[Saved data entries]
--------------------------------------------------

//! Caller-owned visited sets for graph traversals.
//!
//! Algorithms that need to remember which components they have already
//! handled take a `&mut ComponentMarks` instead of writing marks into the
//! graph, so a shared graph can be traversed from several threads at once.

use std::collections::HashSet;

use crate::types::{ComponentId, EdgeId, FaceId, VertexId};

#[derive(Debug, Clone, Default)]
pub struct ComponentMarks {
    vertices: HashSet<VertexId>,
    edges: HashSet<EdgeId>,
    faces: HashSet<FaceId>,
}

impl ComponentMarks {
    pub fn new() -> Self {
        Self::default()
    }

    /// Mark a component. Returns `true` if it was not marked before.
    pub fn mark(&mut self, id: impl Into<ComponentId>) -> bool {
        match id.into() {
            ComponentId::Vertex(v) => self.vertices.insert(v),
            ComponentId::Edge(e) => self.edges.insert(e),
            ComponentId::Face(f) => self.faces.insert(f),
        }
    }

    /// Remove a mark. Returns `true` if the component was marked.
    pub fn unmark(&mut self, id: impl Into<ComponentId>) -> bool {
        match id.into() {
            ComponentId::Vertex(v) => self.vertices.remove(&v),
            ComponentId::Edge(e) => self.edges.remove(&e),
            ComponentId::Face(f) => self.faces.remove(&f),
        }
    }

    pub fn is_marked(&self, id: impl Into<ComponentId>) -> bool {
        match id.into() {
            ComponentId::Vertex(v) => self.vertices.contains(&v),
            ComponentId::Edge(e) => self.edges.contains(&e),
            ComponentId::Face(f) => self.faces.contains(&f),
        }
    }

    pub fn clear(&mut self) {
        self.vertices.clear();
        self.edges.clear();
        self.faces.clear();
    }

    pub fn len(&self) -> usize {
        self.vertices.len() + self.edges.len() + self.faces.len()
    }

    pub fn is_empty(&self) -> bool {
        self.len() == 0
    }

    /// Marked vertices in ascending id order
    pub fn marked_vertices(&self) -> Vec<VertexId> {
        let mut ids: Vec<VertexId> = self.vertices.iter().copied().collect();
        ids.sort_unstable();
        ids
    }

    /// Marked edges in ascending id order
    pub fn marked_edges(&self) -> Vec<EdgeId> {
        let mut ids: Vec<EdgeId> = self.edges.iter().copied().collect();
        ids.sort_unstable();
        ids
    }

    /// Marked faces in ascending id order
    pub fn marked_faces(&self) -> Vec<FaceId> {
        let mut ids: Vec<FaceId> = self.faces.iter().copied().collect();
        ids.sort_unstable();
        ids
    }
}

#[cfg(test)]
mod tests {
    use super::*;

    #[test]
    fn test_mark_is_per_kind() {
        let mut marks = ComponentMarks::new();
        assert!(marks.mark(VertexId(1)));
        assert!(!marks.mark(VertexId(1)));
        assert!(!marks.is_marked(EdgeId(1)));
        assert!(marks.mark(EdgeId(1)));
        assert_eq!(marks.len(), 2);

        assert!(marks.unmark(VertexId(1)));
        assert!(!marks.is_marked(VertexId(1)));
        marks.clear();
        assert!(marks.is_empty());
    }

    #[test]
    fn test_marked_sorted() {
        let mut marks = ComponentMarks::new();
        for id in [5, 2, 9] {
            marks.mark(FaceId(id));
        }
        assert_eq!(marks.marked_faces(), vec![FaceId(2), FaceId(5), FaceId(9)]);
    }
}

--------------------------------------------------

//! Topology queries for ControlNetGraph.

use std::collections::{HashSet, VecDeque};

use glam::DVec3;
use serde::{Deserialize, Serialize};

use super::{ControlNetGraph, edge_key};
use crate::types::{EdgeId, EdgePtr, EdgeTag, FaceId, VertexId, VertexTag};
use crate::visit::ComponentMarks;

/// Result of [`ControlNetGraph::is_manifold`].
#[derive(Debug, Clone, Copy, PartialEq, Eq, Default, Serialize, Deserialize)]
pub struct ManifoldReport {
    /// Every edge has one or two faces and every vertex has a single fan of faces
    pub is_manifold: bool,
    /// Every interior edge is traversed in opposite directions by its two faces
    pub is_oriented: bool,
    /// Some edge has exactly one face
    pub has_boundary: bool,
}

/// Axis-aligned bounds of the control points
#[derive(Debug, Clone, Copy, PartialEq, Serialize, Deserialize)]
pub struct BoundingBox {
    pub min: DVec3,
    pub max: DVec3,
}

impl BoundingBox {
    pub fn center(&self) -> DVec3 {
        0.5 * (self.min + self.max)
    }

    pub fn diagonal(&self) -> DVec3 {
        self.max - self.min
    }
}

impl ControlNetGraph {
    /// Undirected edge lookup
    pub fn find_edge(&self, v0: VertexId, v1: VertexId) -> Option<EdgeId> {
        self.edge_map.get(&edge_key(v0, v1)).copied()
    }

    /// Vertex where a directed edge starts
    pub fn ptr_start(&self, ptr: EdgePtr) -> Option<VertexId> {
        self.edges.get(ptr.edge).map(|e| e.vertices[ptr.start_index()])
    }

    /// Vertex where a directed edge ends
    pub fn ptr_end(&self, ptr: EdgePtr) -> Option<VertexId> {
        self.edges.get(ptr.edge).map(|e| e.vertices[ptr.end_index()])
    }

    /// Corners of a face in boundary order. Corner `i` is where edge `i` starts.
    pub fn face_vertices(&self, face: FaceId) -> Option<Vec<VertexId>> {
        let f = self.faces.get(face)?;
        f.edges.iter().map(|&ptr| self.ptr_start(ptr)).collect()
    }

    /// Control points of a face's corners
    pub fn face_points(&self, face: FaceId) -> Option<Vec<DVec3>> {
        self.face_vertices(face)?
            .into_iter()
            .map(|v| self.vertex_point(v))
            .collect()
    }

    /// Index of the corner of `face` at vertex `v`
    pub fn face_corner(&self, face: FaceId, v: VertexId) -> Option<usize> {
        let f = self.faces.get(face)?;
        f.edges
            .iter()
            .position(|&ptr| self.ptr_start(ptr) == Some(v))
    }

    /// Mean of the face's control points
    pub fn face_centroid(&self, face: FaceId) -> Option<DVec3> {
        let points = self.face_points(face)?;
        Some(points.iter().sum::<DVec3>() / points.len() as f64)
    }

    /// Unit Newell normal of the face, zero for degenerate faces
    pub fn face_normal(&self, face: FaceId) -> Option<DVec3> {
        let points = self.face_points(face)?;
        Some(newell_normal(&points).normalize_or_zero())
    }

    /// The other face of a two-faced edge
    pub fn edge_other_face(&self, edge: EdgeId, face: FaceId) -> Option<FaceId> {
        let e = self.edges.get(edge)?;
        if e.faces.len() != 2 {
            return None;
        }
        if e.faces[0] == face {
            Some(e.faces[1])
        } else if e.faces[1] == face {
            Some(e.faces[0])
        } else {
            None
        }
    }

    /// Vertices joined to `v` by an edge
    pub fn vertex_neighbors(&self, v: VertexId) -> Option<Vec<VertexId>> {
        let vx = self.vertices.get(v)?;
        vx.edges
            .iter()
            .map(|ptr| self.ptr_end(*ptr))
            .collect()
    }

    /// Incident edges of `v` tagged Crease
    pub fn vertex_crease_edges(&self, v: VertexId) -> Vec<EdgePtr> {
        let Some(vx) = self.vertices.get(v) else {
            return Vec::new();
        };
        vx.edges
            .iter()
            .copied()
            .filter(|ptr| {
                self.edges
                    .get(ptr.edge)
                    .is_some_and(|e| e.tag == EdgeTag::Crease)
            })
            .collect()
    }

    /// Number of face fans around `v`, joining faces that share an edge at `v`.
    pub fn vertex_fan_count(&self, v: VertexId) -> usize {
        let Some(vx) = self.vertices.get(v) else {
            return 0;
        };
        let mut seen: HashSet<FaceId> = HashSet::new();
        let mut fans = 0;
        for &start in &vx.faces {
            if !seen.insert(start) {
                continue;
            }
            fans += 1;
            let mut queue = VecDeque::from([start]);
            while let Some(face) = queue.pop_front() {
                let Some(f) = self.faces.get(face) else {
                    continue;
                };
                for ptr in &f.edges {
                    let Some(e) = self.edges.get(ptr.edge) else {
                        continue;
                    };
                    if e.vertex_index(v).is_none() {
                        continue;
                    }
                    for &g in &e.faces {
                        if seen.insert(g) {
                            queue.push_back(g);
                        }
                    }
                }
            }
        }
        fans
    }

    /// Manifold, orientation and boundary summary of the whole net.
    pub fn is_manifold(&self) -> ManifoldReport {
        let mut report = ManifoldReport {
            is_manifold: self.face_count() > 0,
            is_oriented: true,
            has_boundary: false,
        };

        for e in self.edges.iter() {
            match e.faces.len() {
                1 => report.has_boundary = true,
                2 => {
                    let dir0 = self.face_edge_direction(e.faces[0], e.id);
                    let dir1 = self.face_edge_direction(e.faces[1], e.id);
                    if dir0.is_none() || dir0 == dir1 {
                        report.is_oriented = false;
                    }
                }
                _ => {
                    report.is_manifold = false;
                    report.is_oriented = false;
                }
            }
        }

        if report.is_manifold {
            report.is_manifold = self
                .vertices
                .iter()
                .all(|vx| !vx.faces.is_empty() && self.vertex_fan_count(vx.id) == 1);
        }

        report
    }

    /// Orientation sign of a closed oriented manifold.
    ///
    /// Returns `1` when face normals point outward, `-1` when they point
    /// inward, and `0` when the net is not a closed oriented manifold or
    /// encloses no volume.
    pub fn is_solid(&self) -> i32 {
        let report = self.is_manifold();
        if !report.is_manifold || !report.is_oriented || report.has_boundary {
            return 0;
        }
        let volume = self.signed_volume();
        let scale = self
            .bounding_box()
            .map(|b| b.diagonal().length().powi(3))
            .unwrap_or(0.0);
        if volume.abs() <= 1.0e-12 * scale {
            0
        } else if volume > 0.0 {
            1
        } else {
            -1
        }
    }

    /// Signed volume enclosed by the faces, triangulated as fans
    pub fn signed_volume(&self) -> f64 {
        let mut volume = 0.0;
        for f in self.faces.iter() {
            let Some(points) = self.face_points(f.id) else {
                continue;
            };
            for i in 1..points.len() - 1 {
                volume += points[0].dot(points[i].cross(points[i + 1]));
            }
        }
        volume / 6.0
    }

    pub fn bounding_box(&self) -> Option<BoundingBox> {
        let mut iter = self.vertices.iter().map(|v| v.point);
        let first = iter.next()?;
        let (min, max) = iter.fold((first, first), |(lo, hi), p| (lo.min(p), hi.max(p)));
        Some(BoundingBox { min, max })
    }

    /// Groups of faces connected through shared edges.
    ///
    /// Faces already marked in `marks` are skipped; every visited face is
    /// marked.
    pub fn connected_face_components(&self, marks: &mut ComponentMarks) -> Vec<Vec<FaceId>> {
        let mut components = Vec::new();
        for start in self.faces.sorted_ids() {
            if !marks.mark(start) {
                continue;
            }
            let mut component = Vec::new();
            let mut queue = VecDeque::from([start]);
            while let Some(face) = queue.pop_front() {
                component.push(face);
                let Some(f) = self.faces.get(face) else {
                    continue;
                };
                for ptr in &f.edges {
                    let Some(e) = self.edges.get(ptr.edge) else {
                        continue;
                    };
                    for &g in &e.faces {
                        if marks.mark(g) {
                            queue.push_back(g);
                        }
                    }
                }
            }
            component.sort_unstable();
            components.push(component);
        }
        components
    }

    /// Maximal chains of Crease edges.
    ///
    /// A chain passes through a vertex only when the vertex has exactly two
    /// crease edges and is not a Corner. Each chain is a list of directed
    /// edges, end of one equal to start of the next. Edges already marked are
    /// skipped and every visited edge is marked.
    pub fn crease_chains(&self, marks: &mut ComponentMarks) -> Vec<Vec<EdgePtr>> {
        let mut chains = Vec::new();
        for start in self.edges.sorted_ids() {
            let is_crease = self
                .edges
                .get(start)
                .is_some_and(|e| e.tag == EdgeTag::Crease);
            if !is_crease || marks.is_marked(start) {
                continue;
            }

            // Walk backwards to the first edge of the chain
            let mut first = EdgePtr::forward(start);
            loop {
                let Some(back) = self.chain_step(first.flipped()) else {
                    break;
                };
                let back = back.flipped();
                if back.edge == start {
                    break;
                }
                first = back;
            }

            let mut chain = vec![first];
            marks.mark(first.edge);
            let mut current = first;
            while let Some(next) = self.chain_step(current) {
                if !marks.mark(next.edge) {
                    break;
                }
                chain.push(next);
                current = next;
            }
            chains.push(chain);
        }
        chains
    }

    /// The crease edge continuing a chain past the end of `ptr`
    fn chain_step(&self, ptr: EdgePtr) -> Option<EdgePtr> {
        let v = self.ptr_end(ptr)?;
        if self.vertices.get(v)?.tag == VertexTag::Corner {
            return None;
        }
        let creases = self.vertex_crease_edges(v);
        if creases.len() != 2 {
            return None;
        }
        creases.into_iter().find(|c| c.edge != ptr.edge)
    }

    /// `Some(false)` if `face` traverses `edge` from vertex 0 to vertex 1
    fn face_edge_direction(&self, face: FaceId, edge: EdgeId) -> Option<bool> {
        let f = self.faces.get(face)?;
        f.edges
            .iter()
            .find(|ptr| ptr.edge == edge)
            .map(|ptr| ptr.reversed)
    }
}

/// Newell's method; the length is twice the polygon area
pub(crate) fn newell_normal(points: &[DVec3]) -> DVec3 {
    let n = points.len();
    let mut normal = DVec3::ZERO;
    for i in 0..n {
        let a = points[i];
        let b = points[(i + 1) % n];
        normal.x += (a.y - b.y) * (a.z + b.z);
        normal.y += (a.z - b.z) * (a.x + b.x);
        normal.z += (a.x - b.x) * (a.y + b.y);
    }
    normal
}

--------------------------------------------------

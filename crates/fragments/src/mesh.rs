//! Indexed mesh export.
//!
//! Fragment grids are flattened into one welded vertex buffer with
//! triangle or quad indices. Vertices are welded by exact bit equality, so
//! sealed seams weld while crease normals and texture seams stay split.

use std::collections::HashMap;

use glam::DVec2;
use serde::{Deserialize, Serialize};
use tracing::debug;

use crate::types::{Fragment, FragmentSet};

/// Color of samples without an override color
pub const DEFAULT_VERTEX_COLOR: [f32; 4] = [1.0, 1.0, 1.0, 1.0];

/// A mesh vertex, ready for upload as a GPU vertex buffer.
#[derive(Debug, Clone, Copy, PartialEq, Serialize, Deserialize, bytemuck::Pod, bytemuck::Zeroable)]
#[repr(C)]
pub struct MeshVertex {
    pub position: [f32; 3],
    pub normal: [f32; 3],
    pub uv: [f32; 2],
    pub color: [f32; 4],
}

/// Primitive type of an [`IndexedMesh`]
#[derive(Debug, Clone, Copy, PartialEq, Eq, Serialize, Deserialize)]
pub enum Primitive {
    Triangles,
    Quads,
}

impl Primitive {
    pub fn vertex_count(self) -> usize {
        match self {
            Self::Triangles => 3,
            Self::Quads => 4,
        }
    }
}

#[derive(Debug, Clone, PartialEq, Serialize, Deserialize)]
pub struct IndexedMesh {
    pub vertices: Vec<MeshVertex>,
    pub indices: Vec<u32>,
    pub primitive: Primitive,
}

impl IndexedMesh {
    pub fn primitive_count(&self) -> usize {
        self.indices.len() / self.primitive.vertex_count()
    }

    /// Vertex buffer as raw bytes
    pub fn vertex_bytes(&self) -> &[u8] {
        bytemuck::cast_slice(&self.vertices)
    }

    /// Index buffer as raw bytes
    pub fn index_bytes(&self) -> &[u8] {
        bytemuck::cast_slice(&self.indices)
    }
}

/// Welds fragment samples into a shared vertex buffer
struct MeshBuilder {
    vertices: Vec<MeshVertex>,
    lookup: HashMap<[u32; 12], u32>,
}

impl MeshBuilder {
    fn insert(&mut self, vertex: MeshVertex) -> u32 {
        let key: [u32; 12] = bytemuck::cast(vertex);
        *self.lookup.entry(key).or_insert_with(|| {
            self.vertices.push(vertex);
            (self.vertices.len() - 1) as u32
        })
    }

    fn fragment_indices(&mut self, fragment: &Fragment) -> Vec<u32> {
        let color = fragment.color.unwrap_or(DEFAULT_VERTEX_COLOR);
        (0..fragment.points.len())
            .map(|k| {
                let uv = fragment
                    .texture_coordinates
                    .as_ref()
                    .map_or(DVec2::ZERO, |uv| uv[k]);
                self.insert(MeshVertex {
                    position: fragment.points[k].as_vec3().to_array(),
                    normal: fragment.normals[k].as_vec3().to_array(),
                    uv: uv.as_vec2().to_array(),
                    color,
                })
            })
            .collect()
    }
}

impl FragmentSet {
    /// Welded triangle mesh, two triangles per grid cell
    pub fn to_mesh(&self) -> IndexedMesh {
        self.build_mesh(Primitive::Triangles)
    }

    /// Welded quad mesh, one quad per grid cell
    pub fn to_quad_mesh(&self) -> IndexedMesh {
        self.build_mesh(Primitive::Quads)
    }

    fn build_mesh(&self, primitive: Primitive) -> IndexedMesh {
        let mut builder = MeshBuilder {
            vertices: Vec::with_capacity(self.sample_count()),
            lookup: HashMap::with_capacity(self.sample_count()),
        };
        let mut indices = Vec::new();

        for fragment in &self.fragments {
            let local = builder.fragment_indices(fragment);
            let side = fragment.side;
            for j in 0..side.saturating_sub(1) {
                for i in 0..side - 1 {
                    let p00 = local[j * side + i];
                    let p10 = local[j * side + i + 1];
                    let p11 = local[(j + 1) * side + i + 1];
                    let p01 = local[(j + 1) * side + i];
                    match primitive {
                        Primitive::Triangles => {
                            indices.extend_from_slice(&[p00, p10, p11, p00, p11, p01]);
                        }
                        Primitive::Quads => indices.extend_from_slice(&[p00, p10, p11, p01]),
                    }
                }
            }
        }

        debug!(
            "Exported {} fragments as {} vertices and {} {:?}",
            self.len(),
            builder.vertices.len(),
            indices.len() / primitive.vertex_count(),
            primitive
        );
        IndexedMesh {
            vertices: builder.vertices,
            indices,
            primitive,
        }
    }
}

--------------------------------------------------

> _ACTIVITY_: When the word "ManifoldReport" occurs in a line above, list that line.

> _RESPONSE AREA_:
pub struct ManifoldReport {
    pub fn is_manifold(&self) -> ManifoldReport {
        let mut report = ManifoldReport {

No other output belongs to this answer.